Gros, le front bombé, des cheveux très courts, une face puissante et des yeux pétillants, Mayenne avait un physique d’ogre, malgré son élégante barbe en éventail. Quand la réunion commença dans la maison de Charonton, il prit la parole le premier. D’une voix brutale, il demanda où en étaient les achats d’arquebuses de M. de La Rochette et s’inquiéta des fonds qui lui manquaient cruellement.

— L’Espagne a promis deux cent mille livres par an mais n’a toujours pas versé une pistole, annonça-t-il avec colère. Toute notre fortune passe dans l’achat de reîtres allemands et albanais. Mon frère a vendu plusieurs de ses domaines et ses dettes s’élèvent malgré tout à plus de deux millions de livres. Il faut obtenir plus des bourgeois parisiens et de leur sainte union ! Une guerre contre le roi nous coûtera au moins cinq cent mille livres par mois !

— Je leur en parlerai, promit Mayneville, mais vous le savez, l’essentiel de ce qu’ils nous donnent provient de cette habile opération de prélèvement qu’ils font sur les tailles royales.

— Prélèvement ? ironisa Mayenne. Rapines plutôt !

Il préférait le pillage par ses soudards plutôt que cette friponnerie subtile par des jeux d’écriture auxquels il ne comprenait rien.

— C’est vrai, je voulais vous en parler. Vous savez que le roi a demandé des vérifications qui auraient pu entraîner la fin de nos ressources. Pour éviter ce désastre, La Chapelle a fait disparaître le contrôleur des tailles qui s’en occupait. Malheureusement, nous venons d’apprendre que son fils a repris son ouvrage à la demande de M. Séguier.

— Faites-le disparaître aussi, répliqua Mayenne en haussant les épaules.

C’était bien là le genre de réponse du duc, seigneur féodal brutal pour qui tout obstacle pouvait être levé par la force.

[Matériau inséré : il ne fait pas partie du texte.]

//! Configuration schema types for `frontpipe.toml`
//!
//! Defines the options table (asset class → source globs and destination)
//! and the per-transform settings, together with their validation rules.

use crate::asset::AssetClass;
use serde::{Deserialize, Serialize};
use std::path::PathBuf;

/// Project metadata section
#[derive(Debug, Clone, Serialize, Deserialize)]
pub struct ProjectConfig {
    /// Project name
    #[serde(default = "default_name")]
    pub name: String,
    /// Source root (watched in watch mode)
    #[serde(default = "default_src")]
    pub src: PathBuf,
    /// Output root (deleted by clean, served by the dev server)
    #[serde(default = "default_out")]
    pub out: PathBuf,
}

fn default_name() -> String {
    "site".to_string()
}

fn default_src() -> PathBuf {
    PathBuf::from("app")
}

fn default_out() -> PathBuf {
    PathBuf::from("public")
}

impl Default for ProjectConfig {
    fn default() -> Self {
        Self { name: default_name(), src: default_src(), out: default_out() }
    }
}

/// Source and destination mapping for one asset class.
#[derive(Debug, Clone, PartialEq, Eq, Serialize, Deserialize)]
pub struct AssetOptions {
    /// Glob patterns selecting source files, relative to the project root
    pub src: Vec<String>,
    /// Glob patterns removed from the source set
    #[serde(default)]
    pub exclude: Vec<String>,
    /// Glob patterns that re-trigger this class in watch mode (empty = `src`)
    #[serde(default)]
    pub watch: Vec<String>,
    /// Destination directory, relative to the project root
    pub dest: PathBuf,
}

impl AssetOptions {
    fn new(src: &[&str], dest: &str) -> Self {
        Self {
            src: src.iter().map(|s| s.to_string()).collect(),
            exclude: vec![],
            watch: vec![],
            dest: PathBuf::from(dest),
        }
    }

    fn with_exclude(mut self, exclude: &[&str]) -> Self {
        self.exclude = exclude.iter().map(|s| s.to_string()).collect();
        self
    }

    fn with_watch(mut self, watch: &[&str]) -> Self {
        self.watch = watch.iter().map(|s| s.to_string()).collect();
        self
    }

    /// Patterns used by the watcher, falling back to the source patterns.
    pub fn watch_patterns(&self) -> &[String] {
        if self.watch.is_empty() {
            &self.src
        } else {
            &self.watch
        }
    }
}

/// The options table: one entry per asset class.
#[derive(Debug, Clone, Serialize, Deserialize)]
pub struct AssetsConfig {
    #[serde(default = "default_templates")]
    pub templates: AssetOptions,
    #[serde(default = "default_scripts")]
    pub scripts: AssetOptions,
    #[serde(default = "default_styles")]
    pub styles: AssetOptions,
    #[serde(default = "default_images")]
    pub images: AssetOptions,
    #[serde(default = "default_fonts")]
    pub fonts: AssetOptions,
}

fn default_templates() -> AssetOptions {
    AssetOptions::new(&["app/views/**/*.pug"], "public")
        .with_exclude(&["app/views/blocks/**", "app/views/layout/**"])
        .with_watch(&["app/views/**/*.pug"])
}

fn default_scripts() -> AssetOptions {
    AssetOptions::new(&["app/scripts/**/*.js"], "public/scripts")
}

fn default_styles() -> AssetOptions {
    AssetOptions::new(&["app/styles/**/*.scss"], "public/styles")
}

fn default_images() -> AssetOptions {
    AssetOptions::new(
        &[
            "app/images/*.png",
            "app/images/*.jpeg",
            "app/images/*.jpg",
            "app/images/*.gif",
            "app/images/*.svg",
        ],
        "public/images",
    )
}

fn default_fonts() -> AssetOptions {
    AssetOptions::new(&["app/fonts/*"], "public/fonts")
}

impl Default for AssetsConfig {
    fn default() -> Self {
        Self {
            templates: default_templates(),
            scripts: default_scripts(),
            styles: default_styles(),
            images: default_images(),
            fonts: default_fonts(),
        }
    }
}

impl AssetsConfig {
    /// Look up the options for an asset class.
    pub fn get(&self, class: AssetClass) -> &AssetOptions {
        match class {
            AssetClass::Templates => &self.templates,
            AssetClass::Scripts => &self.scripts,
            AssetClass::Styles => &self.styles,
            AssetClass::Images => &self.images,
            AssetClass::Fonts => &self.fonts,
        }
    }
}

/// Template compiler settings
#[derive(Debug, Clone, Serialize, Deserialize)]
pub struct TemplatesConfig {
    /// Emit indented, one-element-per-line HTML
    #[serde(default = "default_true")]
    pub pretty: bool,
}

impl Default for TemplatesConfig {
    fn default() -> Self {
        Self { pretty: true }
    }
}

/// Stylesheet settings
#[derive(Debug, Clone, Serialize, Deserialize)]
pub struct StylesConfig {
    /// Browserslist queries used for vendor prefixing
    #[serde(default = "default_browsers")]
    pub browsers: Vec<String>,
    /// Minify the emitted CSS
    #[serde(default)]
    pub minify: bool,
}

fn default_browsers() -> Vec<String> {
    vec!["last 2 versions".to_string()]
}

impl Default for StylesConfig {
    fn default() -> Self {
        Self { browsers: default_browsers(), minify: false }
    }
}

/// Script settings
#[derive(Debug, Clone, Serialize, Deserialize)]
pub struct ScriptsConfig {
    /// Optional external transpiler: program followed by its arguments.
    /// The source is written to its stdin and the result read from stdout.
    #[serde(default, skip_serializing_if = "Option::is_none")]
    pub transpiler: Option<Vec<String>>,
    /// Minify the emitted script
    #[serde(default = "default_true")]
    pub minify: bool,
}

impl Default for ScriptsConfig {
    fn default() -> Self {
        Self { transpiler: None, minify: true }
    }
}

/// Image optimizer settings
#[derive(Debug, Clone, Serialize, Deserialize)]
pub struct ImagesConfig {
    /// Reuse previously optimized bytes keyed by content hash
    #[serde(default = "default_true")]
    pub cache: bool,
    /// Cache location, relative to the project root
    #[serde(default = "default_cache_dir")]
    pub cache_dir: PathBuf,
    /// Re-encoding quality for JPEG files (1-100)
    #[serde(default = "default_jpeg_quality")]
    pub jpeg_quality: u8,
}

fn default_cache_dir() -> PathBuf {
    PathBuf::from(".frontpipe-cache/images")
}

fn default_jpeg_quality() -> u8 {
    85
}

impl Default for ImagesConfig {
    fn default() -> Self {
        Self { cache: true, cache_dir: default_cache_dir(), jpeg_quality: default_jpeg_quality() }
    }
}

/// Dev server settings
#[derive(Debug, Clone, Serialize, Deserialize)]
pub struct ServerConfig {
    #[serde(default = "default_host")]
    pub host: String,
    #[serde(default = "default_port")]
    pub port: u16,
    /// Directory to serve (defaults to `project.out`)
    #[serde(default, skip_serializing_if = "Option::is_none")]
    pub base_dir: Option<PathBuf>,
}

fn default_host() -> String {
    "127.0.0.1".to_string()
}

fn default_port() -> u16 {
    3000
}

impl Default for ServerConfig {
    fn default() -> Self {
        Self { host: default_host(), port: default_port(), base_dir: None }
    }
}

/// Watch mode configuration
#[derive(Debug, Clone, Serialize, Deserialize)]
pub struct WatchConfig {
    /// Debounce delay in milliseconds
    #[serde(default = "default_debounce_ms")]
    pub debounce_ms: u32,
}

fn default_debounce_ms() -> u32 {
    100
}

impl Default for WatchConfig {
    fn default() -> Self {
        Self { debounce_ms: default_debounce_ms() }
    }
}

/// Build behaviour
#[derive(Debug, Clone, Serialize, Deserialize)]
pub struct BuildConfig {
    /// Fail the build when any task recovered from a transform error
    #[serde(default)]
    pub strict: bool,
    /// Maximum number of tasks run concurrently
    #[serde(default = "default_jobs")]
    pub jobs: usize,
}

fn default_jobs() -> usize {
    std::thread::available_parallelism().map(|n| n.get()).unwrap_or(1)
}

impl Default for BuildConfig {
    fn default() -> Self {
        Self { strict: false, jobs: default_jobs() }
    }
}

fn default_true() -> bool {
    true
}

/// Complete `frontpipe.toml` configuration
#[derive(Debug, Clone, Default, Serialize, Deserialize)]
pub struct PipelineConfig {
    #[serde(default)]
    pub project: ProjectConfig,
    #[serde(default)]
    pub assets: AssetsConfig,
    #[serde(default)]
    pub templates: TemplatesConfig,
    #[serde(default)]
    pub styles: StylesConfig,
    #[serde(default)]
    pub scripts: ScriptsConfig,
    #[serde(default)]
    pub images: ImagesConfig,
    #[serde(default)]
    pub server: ServerConfig,
    #[serde(default)]
    pub watch: WatchConfig,
    #[serde(default)]
    pub build: BuildConfig,
}

/// Configuration validation error
#[derive(Debug, Clone)]
pub struct ConfigValidationError {
    /// Path to the invalid field (e.g., "assets.styles.src")
    pub field: String,
    /// Error message
    pub message: String,
}

impl std::fmt::Display for ConfigValidationError {
    fn fmt(&self, f: &mut std::fmt::Formatter<'_>) -> std::fmt::Result {
        write!(f, "frontpipe.toml: '{}' {}", self.field, self.message)
    }
}

impl PipelineConfig {
    /// Validate the configuration and return any errors
    pub fn validate(&self) -> Vec<ConfigValidationError> {
        let mut errors = Vec::new();

        if self.project.name.is_empty() {
            errors.push(ConfigValidationError {
                field: "project.name".to_string(),
                message: "must be a non-empty string".to_string(),
            });
        }

        for class in AssetClass::ALL {
            let options = self.assets.get(class);
            if options.src.is_empty() {
                errors.push(ConfigValidationError {
                    field: format!("assets.{}.src", class),
                    message: "must contain at least one glob pattern".to_string(),
                });
            }

            let lists =
                [("src", &options.src), ("exclude", &options.exclude), ("watch", &options.watch)];
            for (key, list) in lists {
                for pattern in list {
                    if let Err(e) = glob::Pattern::new(pattern) {
                        errors.push(ConfigValidationError {
                            field: format!("assets.{}.{}", class, key),
                            message: format!("invalid glob '{}': {}", pattern, e),
                        });
                    }
                }
            }
        }

        if self.images.jpeg_quality == 0 || self.images.jpeg_quality > 100 {
            errors.push(ConfigValidationError {
                field: "images.jpeg_quality".to_string(),
                message: "must be between 1 and 100".to_string(),
            });
        }

        if let Some(argv) = &self.scripts.transpiler {
            if argv.is_empty() {
                errors.push(ConfigValidationError {
                    field: "scripts.transpiler".to_string(),
                    message: "must name a program when set".to_string(),
                });
            }
        }

        if self.server.port == 0 {
            errors.push(ConfigValidationError {
                field: "server.port".to_string(),
                message: "must be a non-zero port".to_string(),
            });
        }

        if self.build.jobs == 0 {
            errors.push(ConfigValidationError {
                field: "build.jobs".to_string(),
                message: "must be a positive integer".to_string(),
            });
        }

        errors
    }

    /// Check if validation passed
    pub fn is_valid(&self) -> bool {
        self.validate().is_empty()
    }
}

— C’est fort compliqué, monseigneur, tenta d’expliquer Mayneville, hésitant à contrarier son chef tant il le savait violent. Ce jeune homme s’est lié à Nicolas Poulain qui achète secrètement des armes pour nous. Sans le savoir, Poulain a rencontré plusieurs fois l’assassin du père de Hauteville. Sans doute, n’a-t-il jamais parlé à Olivier des réunions de la Ligue, puisqu’il a fait serment de garder le secret, mais, s’il le faisait, s’ils échangeaient des informations sur ce qu’ils savent, ils découvriraient la vérité.

— Raison de plus pour s’en débarrasser ! ironisa Mayenne.

— Nous avons essayé, monseigneur. Un sergent de la Ligue a préparé un guet-apens contre eux dans les bois de Saint-Germain mais a lamentablement échoué.

— Que dites-vous ? gronda brusquement le cardinal de Bourbon, qui avait tendu l’oreille.

Charles de Bourbon était le cadet d’Antoine de Bourbon, le père décédé d’Henri de Navarre. Âgé de soixante-deux ans au moment de notre récit, c’était un homme sans talent, mais sans méchanceté. Il avait pourtant été chef du conseil sous Charles IX, lieutenant général, et surtout gouverneur de Paris. Évêque à treize ans, il possédait tant d’abbayes et de bénéfices qu’il était l’un des hommes les plus riches de France. Il avait un visage lisse, à l’épaisse barbe grise, au nez bourbonien et au regard triste. Doux et influençable, mais plus fin que ne le pensaient ses adversaires, son aspect patelin trompait facilement ceux qui le sous-estimaient. Il avait rejoint les princes lorrains autant par amitié pour le duc de Guise que pour sa réelle foi catholique. Il assurait pourtant à son entourage que s’il devenait roi, il quitterait son sacerdoce, se marierait et aurait des héritiers, car il assurait en être capable. Une promesse qui ne plaisait pas aux Lorrains.

Compte tenu du caractère placide habituel du vieil homme, son intervention rageuse surprit l’assistance.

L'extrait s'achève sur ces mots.